Troisièmement, notre mobilisation dépasse largement le cadre européen. Nous serons aux côtés de l'Ukraine « aussi longtemps que nécessaire ». C'est le sens des décisions prises à Elmau, lors du Sommet du G7 sous présidence allemande.

Après le pétrole, objet principal du dernier train de sanctions qui restreindra progressivement les capacités de financement de l'effort de guerre russe, nous travaillons désormais à un embargo sur l'or, qui représente une part importante des exportations de ce pays, donc une source majeure de financement pour la Russie.

Les membres du G7 ont également réaffirmé le principe fort de base selon lequel il ne revient pas aux plus vulnérables de payer le prix de la guerre choisie par Vladimir Poutine. Vous savez quels sont les efforts internationaux pour diminuer le risque de crise alimentaire dans le monde. Les prix de l'énergie sont une autre préoccupation majeure. Nous devons les maîtriser, afin d'assécher les revenus que la Russie tire des hydrocarbures, mais aussi pour protéger les foyers les plus modestes, en France et ailleurs. Avec les autres membres du G7, nous souhaitons réfléchir à la possibilité de fixer, pour les hydrocarbures russes, un prix plafond au-dessus duquel nos sanctions doivent empêcher Moscou d'exporter, même vers les pays tiers. Nous désirons aussi renforcer notre coordination avec les pays producteurs de pétrole et de gaz, pour les inciter à produire davantage dans cette période de haute tension, sauf à faire le jeu de Moscou. Nous continuons donc à diversifier nos approvisionnements.
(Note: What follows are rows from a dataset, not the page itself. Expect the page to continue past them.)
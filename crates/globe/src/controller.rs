//! Owns the viewer for the lifetime of the globe panel.
//!
//! Lifecycle: `Uninitialized -> Active -> Destroyed`, and back to `Active`
//! on re-mount with a fresh viewer. While active the controller holds one
//! left-click action, one post-render listener, the imagery layers it
//! attached and one marker entity per tracked overlay. Unmount releases all
//! of them before the viewer is destroyed.

use std::cell::RefCell;
use std::collections::BTreeMap;
use std::rc::Rc;

use foundation::geo::LonLat;
use foundation::math::{Vec2, Vec3, geodetic_to_ecef};
use foundation::time::Time;
use layers::basemap::base_map_provider;
use layers::streamline::{CurrentAnimation, CurrentVector};
use layers::wms::ImageryLayerDescriptor;
use runtime::event_bus::ListenerId;
use runtime::frame::Frame;
use scene::color::Color;
use scene::entity::{Entity, EntityCollection, PointGraphics};
use scene::error::SceneError;
use scene::input::ScreenSpaceEventType;
use scene::viewer::{Container, Scene, Viewer, ViewerOptions};

use crate::drag::CameraDrag;
use crate::frame_view::FrameView;
use crate::imagery::{ImageryLayerSynchronizer, SyncReport};
use crate::overlay::Overlay;
use crate::popup::{PopupHost, placement};
use crate::zoom;

/// Initial camera target over the Yellow Sea coast.
pub const HOME_POSITION: LonLat = LonLat::new(126.43916, 37.4625);
pub const HOME_HEIGHT_M: f64 = 2_000_000.0;

/// Entity name shared by every overlay marker.
pub const MARKER_NAME: &str = "arbit_marker";

pub const CURRENTS_SEED: u64 = 0x5eed;

pub fn marker_graphics() -> PointGraphics {
    PointGraphics {
        pixel_size: 6.0,
        color: Color::STEELBLUE,
        outline_color: Color::WHITE,
        outline_width: 2.0,
    }
}

#[derive(Debug, Copy, Clone, PartialEq, Eq)]
pub enum ControllerState {
    Uninitialized,
    Active,
    Destroyed,
}

#[derive(Debug, Clone, PartialEq, Eq)]
pub enum ControllerError {
    NotMounted,
    AlreadyMounted,
    Scene(SceneError),
}

impl std::fmt::Display for ControllerError {
    fn fmt(&self, f: &mut std::fmt::Formatter<'_>) -> std::fmt::Result {
        match self {
            ControllerError::NotMounted => write!(f, "globe is not mounted"),
            ControllerError::AlreadyMounted => write!(f, "globe is already mounted"),
            ControllerError::Scene(err) => write!(f, "{err}"),
        }
    }
}

impl std::error::Error for ControllerError {}

impl From<SceneError> for ControllerError {
    fn from(err: SceneError) -> Self {
        ControllerError::Scene(err)
    }
}

/// Receives the picked position of a left click. Compared by pointer, so
/// hand the same `Rc` back to keep the registration.
pub type ClickCallback = Rc<dyn Fn(LonLat)>;

#[derive(Debug, Clone, Default, PartialEq, Eq)]
pub struct MarkerReport {
    pub added: Vec<String>,
    pub removed: Vec<String>,
}

pub struct GlobeViewController<H: PopupHost + 'static> {
    state: ControllerState,
    viewer: Option<Viewer>,
    popups: Rc<RefCell<H>>,
    tracked: Rc<RefCell<Vec<Overlay>>>,
    click_callback: Option<ClickCallback>,
    post_render_listener: Option<ListenerId>,
    base_layers: ImageryLayerSynchronizer,
    data_layers: ImageryLayerSynchronizer,
    desired_layers: Vec<ImageryLayerDescriptor>,
    currents: CurrentAnimation,
    currents_visible: bool,
    drag: CameraDrag,
}

impl<H: PopupHost + 'static> GlobeViewController<H> {
    pub fn new(popups: Rc<RefCell<H>>) -> Self {
        Self {
            state: ControllerState::Uninitialized,
            viewer: None,
            popups,
            tracked: Rc::new(RefCell::new(Vec::new())),
            click_callback: None,
            post_render_listener: None,
            base_layers: ImageryLayerSynchronizer::new(),
            data_layers: ImageryLayerSynchronizer::new(),
            desired_layers: Vec::new(),
            currents: CurrentAnimation::new(Vec::new(), CURRENTS_SEED),
            currents_visible: false,
            drag: CameraDrag::new(),
        }
    }

    pub fn state(&self) -> ControllerState {
        self.state
    }

    pub fn viewer(&self) -> Option<&Viewer> {
        self.viewer.as_ref()
    }

    pub fn popups(&self) -> &Rc<RefCell<H>> {
        &self.popups
    }

    /// Creates the viewer with every widget off and the camera at
    /// [`HOME_POSITION`], then re-applies the current click callback,
    /// overlays, layers and currents.
    pub fn mount(
        &mut self,
        container: Container,
        ion_access_token: Option<String>,
    ) -> Result<(), ControllerError> {
        if self.state == ControllerState::Active {
            return Err(ControllerError::AlreadyMounted);
        }

        let options = ViewerOptions::bare().with_ion_access_token(ion_access_token);
        let mut viewer = Viewer::new(container, options)?;
        viewer
            .scene_mut()
            .camera
            .set_view(HOME_POSITION.to_geodetic(HOME_HEIGHT_M));

        let tracked = Rc::clone(&self.tracked);
        let popups = Rc::clone(&self.popups);
        let listener = viewer.post_render().add_listener(move |scene: &Scene| {
            project_popups(scene, &tracked.borrow(), &mut *popups.borrow_mut());
        });
        self.post_render_listener = Some(listener);

        if let Some(callback) = &self.click_callback {
            register_click(&mut viewer, Rc::clone(callback));
        }

        let scene = viewer.scene_mut();
        self.base_layers
            .sync(&mut scene.imagery_layers, &[base_map_provider()]);
        self.data_layers
            .sync(&mut scene.imagery_layers, &self.desired_layers);
        reconcile_markers(&mut scene.entities, &self.tracked.borrow())?;
        if self.currents_visible {
            self.currents.start(&mut scene.entities)?;
        }

        tracing::info!(container = %viewer.container().id, "globe mounted");
        self.viewer = Some(viewer);
        self.state = ControllerState::Active;
        Ok(())
    }

    /// Releases the click action, frame listener, layers and entities, then
    /// destroys the viewer. Safe to call in any state.
    pub fn unmount(&mut self) {
        let Some(mut viewer) = self.viewer.take() else {
            return;
        };
        viewer
            .screen_space_event_handler()
            .remove_input_action(ScreenSpaceEventType::LeftClick);
        if let Some(listener) = self.post_render_listener.take() {
            viewer.post_render().remove_listener(listener);
        }

        let scene = viewer.scene_mut();
        self.currents.clear(&mut scene.entities);
        self.data_layers.detach_all(&mut scene.imagery_layers);
        self.base_layers.detach_all(&mut scene.imagery_layers);

        self.drag = CameraDrag::new();
        viewer.destroy();
        self.state = ControllerState::Destroyed;
        tracing::info!("globe unmounted");
    }

    /// Returns `true` when the registration changed. Passing the same `Rc`
    /// again is a no-op.
    pub fn set_click_callback(&mut self, callback: Option<ClickCallback>) -> bool {
        let unchanged = match (&self.click_callback, &callback) {
            (Some(old), Some(new)) => Rc::ptr_eq(old, new),
            (None, None) => true,
            _ => false,
        };
        if unchanged {
            return false;
        }

        if let Some(viewer) = self.viewer.as_mut() {
            viewer
                .screen_space_event_handler()
                .remove_input_action(ScreenSpaceEventType::LeftClick);
            if let Some(callback) = &callback {
                register_click(viewer, Rc::clone(callback));
            }
        }
        self.click_callback = callback;
        true
    }

    /// Forwards a left click at window pixel `position`.
    pub fn handle_click(&mut self, position: Vec2) -> Result<bool, ControllerError> {
        let viewer = self.viewer.as_mut().ok_or(ControllerError::NotMounted)?;
        Ok(viewer.click(position))
    }

    pub fn render(&mut self, now: Time) -> Result<Frame, ControllerError> {
        let viewer = self.viewer.as_mut().ok_or(ControllerError::NotMounted)?;
        Ok(viewer.render(now)?)
    }

    pub fn resize(&mut self, width: f64, height: f64) {
        if let Some(viewer) = self.viewer.as_mut() {
            viewer.resize(width, height);
        }
    }

    /// Replaces the tracked overlay list and, when mounted, brings the
    /// marker entities in line with it.
    pub fn sync_overlays(&mut self, overlays: &[Overlay]) -> Result<MarkerReport, ControllerError> {
        *self.tracked.borrow_mut() = overlays.to_vec();
        match self.viewer.as_mut() {
            Some(viewer) => reconcile_markers(&mut viewer.scene_mut().entities, overlays),
            None => Ok(MarkerReport::default()),
        }
    }

    /// Remembers `desired` and, when mounted, reconciles the data layers.
    pub fn sync_layers(&mut self, desired: Vec<ImageryLayerDescriptor>) -> SyncReport {
        self.desired_layers = desired;
        match self.viewer.as_mut() {
            Some(viewer) => self
                .data_layers
                .sync(&mut viewer.scene_mut().imagery_layers, &self.desired_layers),
            None => SyncReport::default(),
        }
    }

    /// Centres the camera over `position` at the current height.
    pub fn fly_to(&mut self, position: LonLat) -> Result<(), ControllerError> {
        let viewer = self.viewer.as_mut().ok_or(ControllerError::NotMounted)?;
        let camera = &mut viewer.scene_mut().camera;
        let height = camera.height();
        camera.set_view(position.to_geodetic(height));
        Ok(())
    }

    pub fn zoom_percent(&self) -> Option<f64> {
        let viewer = self.viewer.as_ref()?;
        Some(zoom::percent_for_height(viewer.scene().camera.height()))
    }

    /// Moves the camera to the height for `percent`; returns the applied
    /// (rounded, clamped) percentage.
    pub fn set_zoom_percent(&mut self, percent: f64) -> Result<f64, ControllerError> {
        let viewer = self.viewer.as_mut().ok_or(ControllerError::NotMounted)?;
        let percent = zoom::normalize_percent(percent);
        viewer
            .scene_mut()
            .camera
            .set_height(zoom::height_for_percent(percent));
        Ok(percent)
    }

    pub fn wheel(&mut self, delta_px: f64) -> Result<f64, ControllerError> {
        let current = self.zoom_percent().ok_or(ControllerError::NotMounted)?;
        self.set_zoom_percent(zoom::percent_after_wheel(current, delta_px))
    }

    /// Starts a camera drag at window pixel `position`.
    pub fn pointer_down(&mut self, position: Vec2) {
        if let Some(viewer) = self.viewer.as_ref() {
            self.drag.on_pointer_down(position, &viewer.scene().camera);
        }
    }

    /// Returns `true` if the camera moved.
    pub fn pointer_move(&mut self, position: Vec2) -> bool {
        match self.viewer.as_mut() {
            Some(viewer) => self
                .drag
                .on_pointer_move(position, &mut viewer.scene_mut().camera),
            None => false,
        }
    }

    /// Ends a drag. `true` means the pointer travelled and the click that
    /// follows the release should be dropped.
    pub fn pointer_up(&mut self) -> bool {
        self.drag.on_pointer_up()
    }

    /// What the page has to draw for the last rendered frame.
    pub fn frame_view(&self) -> Option<FrameView> {
        let viewer = self.viewer.as_ref()?;
        Some(FrameView::of(viewer.scene()))
    }

    /// New current field. A running animation is rebuilt from it.
    pub fn set_current_vectors(&mut self, vectors: Vec<CurrentVector>) -> Result<(), ControllerError> {
        self.currents.set_vectors(vectors);
        if let Some(viewer) = self.viewer.as_mut() {
            let entities = &mut viewer.scene_mut().entities;
            if self.currents.is_running() {
                self.currents.clear(entities);
                self.currents.start(entities)?;
            }
        }
        Ok(())
    }

    pub fn set_currents_visible(&mut self, visible: bool) -> Result<(), ControllerError> {
        self.currents_visible = visible;
        if let Some(viewer) = self.viewer.as_mut() {
            let entities = &mut viewer.scene_mut().entities;
            if visible {
                self.currents.start(entities)?;
            } else {
                self.currents.clear(entities);
            }
        }
        Ok(())
    }
}

impl<H: PopupHost + 'static> Drop for GlobeViewController<H> {
    fn drop(&mut self) {
        self.unmount();
    }
}

/// Globe position under window pixel `pixel`, or `None` for a sky hit.
pub fn pick_lon_lat(scene: &Scene, pixel: Vec2) -> Option<LonLat> {
    let ray = scene.camera.pick_ray(pixel)?;
    let geo = scene.globe.pick_geodetic(&ray)?;
    Some(LonLat::from_geodetic(geo))
}

fn register_click(viewer: &mut Viewer, callback: ClickCallback) {
    viewer.screen_space_event_handler().set_input_action(
        ScreenSpaceEventType::LeftClick,
        move |scene, pixel| {
            if let Some(position) = pick_lon_lat(scene, pixel) {
                callback(position);
            }
        },
    );
}

/// Moves each tracked popup above its overlay's screen position. Popups not
/// mounted yet and points on the far side of the globe are skipped.
fn project_popups<H: PopupHost>(scene: &Scene, overlays: &[Overlay], host: &mut H) {
    for overlay in overlays {
        let Some(size) = host.measure(&overlay.id) else {
            continue;
        };
        let world = surface_point(overlay.position);
        if !scene.globe.is_visible_from(scene.camera.position, world) {
            continue;
        }
        let Some(pixel) = scene.camera.world_to_window(world) else {
            continue;
        };
        host.place(&overlay.id, placement(pixel, size));
    }
}

fn surface_point(position: LonLat) -> Vec3 {
    geodetic_to_ecef(position.to_geodetic(0.0)).as_vec3()
}

fn reconcile_markers(
    entities: &mut EntityCollection,
    overlays: &[Overlay],
) -> Result<MarkerReport, ControllerError> {
    let wanted: BTreeMap<&str, Vec3> = overlays
        .iter()
        .map(|o| (o.id.as_str(), surface_point(o.position)))
        .collect();
    // A marker whose id came back at another position is replaced too.
    let stale: Vec<String> = entities
        .values()
        .filter(|e| e.name.as_deref() == Some(MARKER_NAME))
        .filter(|e| wanted.get(e.id.as_str()).copied() != e.position)
        .map(|e| e.id.clone())
        .collect();

    let mut report = MarkerReport::default();
    for id in stale {
        entities.remove_by_id(&id);
        report.removed.push(id);
    }
    for overlay in overlays {
        if entities.contains(&overlay.id) {
            continue;
        }
        entities.add(
            Entity::new(overlay.id.clone())
                .with_name(MARKER_NAME)
                .at_lon_lat(overlay.position)
                .with_point(marker_graphics()),
        )?;
        report.added.push(overlay.id.clone());
    }
    if !report.added.is_empty() || !report.removed.is_empty() {
        tracing::debug!(
            added = report.added.len(),
            removed = report.removed.len(),
            "markers reconciled"
        );
    }
    Ok(report)
}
Pour autant, nous devons agir sans transiger sur notre ambition climatique. Je dirais même que la guerre en Ukraine est une raison de plus pour accélérer cette transition écologique qui non seulement est nécessaire à la protection du climat mais est aussi essentielle pour sortir de la dépendance européenne envers les énergies fossiles, donc en partie à l'égard de la Russie.

Le quatrième élément clé de notre politique, au-delà de notre soutien à l'Ukraine dans la durée, est le renforcement de notre sécurité collective pour faire face au défi lancé à l'Europe par l'agression militaire russe. À cet égard, vous avez rappelé l'importance du sommet de l'OTAN à Madrid, qui a signé un réveil de cette organisation. Je voudrais citer trois avancées concrètes permises lors de ce sommet. C'est d'abord l'accord historique en faveur de l'adhésion de la Suède et de la Finlande. La négociation a été difficile en raison du blocage initial de la Turquie. Il est heureux que cette difficulté ait été surmontée et l'unité des Alliés préservée. En outre, l'intégration de ces deux partenaires européens, qui disposent de capacités de sécurité réelles, va contribuer significativement à notre sécurité collective tout en renforçant la dimension européenne de l'Alliance, si vous l'approuvez. C'est donc un plus pour la sécurité de nos concitoyens et nous nous en réjouissons beaucoup.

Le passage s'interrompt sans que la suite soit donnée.